Click here for Angie’s complete road trip itinerary.

The vision of our school is to recognize that exceptional education can be achieved through a small rural community while empowering our students to be active participants in a global society. This fellowship means I will be able to share my first-hand experiences and the knowledge I gain from it. I expect that with a deeper knowledge of the Revolutionary War, Civil War and the Civil Rights Movement, gained through this fellowship, I will be able to increase students’ engagement and interest of key historical events.
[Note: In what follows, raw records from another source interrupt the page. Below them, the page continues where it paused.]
use std::fs;
use std::path::{Path, PathBuf};

use serde::{Deserialize, Serialize};

/// Per-symbol snapshot written by the projection layer as
/// `quote/hold/<SYMBOL>/overview.json`. Every field defaults so partially
/// written snapshots still decode.
#[derive(Debug, Clone, Default, Serialize, Deserialize)]
#[serde(default)]
pub struct QuoteOverview {
    pub symbol: String,
    pub last: f64,
    pub open: f64,
    pub high: f64,
    pub low: f64,
    pub prev_close: f64,
    pub volume: i64,
    pub turnover: f64,
    pub change: f64,
    pub change_pct: f64,
    pub updated_at: String,
    #[serde(skip_serializing_if = "Option::is_none")]
    pub pre_market: Option<f64>,
    #[serde(skip_serializing_if = "Option::is_none")]
    pub post_market: Option<f64>,
}

/// Hold directory for one symbol's projection files.
pub fn hold_dir(root: &Path, symbol: &str) -> PathBuf {
    root.join("quote").join("hold").join(symbol)
}

/// Read a symbol's overview snapshot. Absent or unparseable files are
/// simply "no data yet", never an error: freshness is whatever the
/// projection layer last wrote.
pub fn read_overview(hold_dir: &Path) -> Option<QuoteOverview> {
    let data = fs::read_to_string(hold_dir.join("overview.json")).ok()?;
    serde_json::from_str(&data).ok()
}

/// Latest known price for a symbol, or `None` when no usable snapshot
/// exists. A zero/negative last is treated as absent (a snapshot written
/// before the first trade of the session carries no price signal).
pub fn read_latest_price(root: &Path, symbol: &str) -> Option<f64> {
    let overview = read_overview(&hold_dir(root, symbol))?;
    (overview.last > 0.0).then_some(overview.last)
}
Ultimately, this will lead to their success in history class and more importantly, help to develop citizens who are more empathetic to the needs of others by encouraging them to get out of their usual environments, cultivating a sense of curiosity, encouraging them to challenge their own biases and to explore
and ask questions.

It is my hope that the enthusiasm and energy I deliver to my students will also encourage my peers, parents and other community members to actively support their children in becoming lifelong learners and venture outside our own community to engage with those who are different than us, to support young peoples’ curiosity, to ask questions, seek answers, examine their own biases and explore this country. In doing so, the community will support our school’s mission statement that students in a small rural community can be empowered to become  active participants in a global society.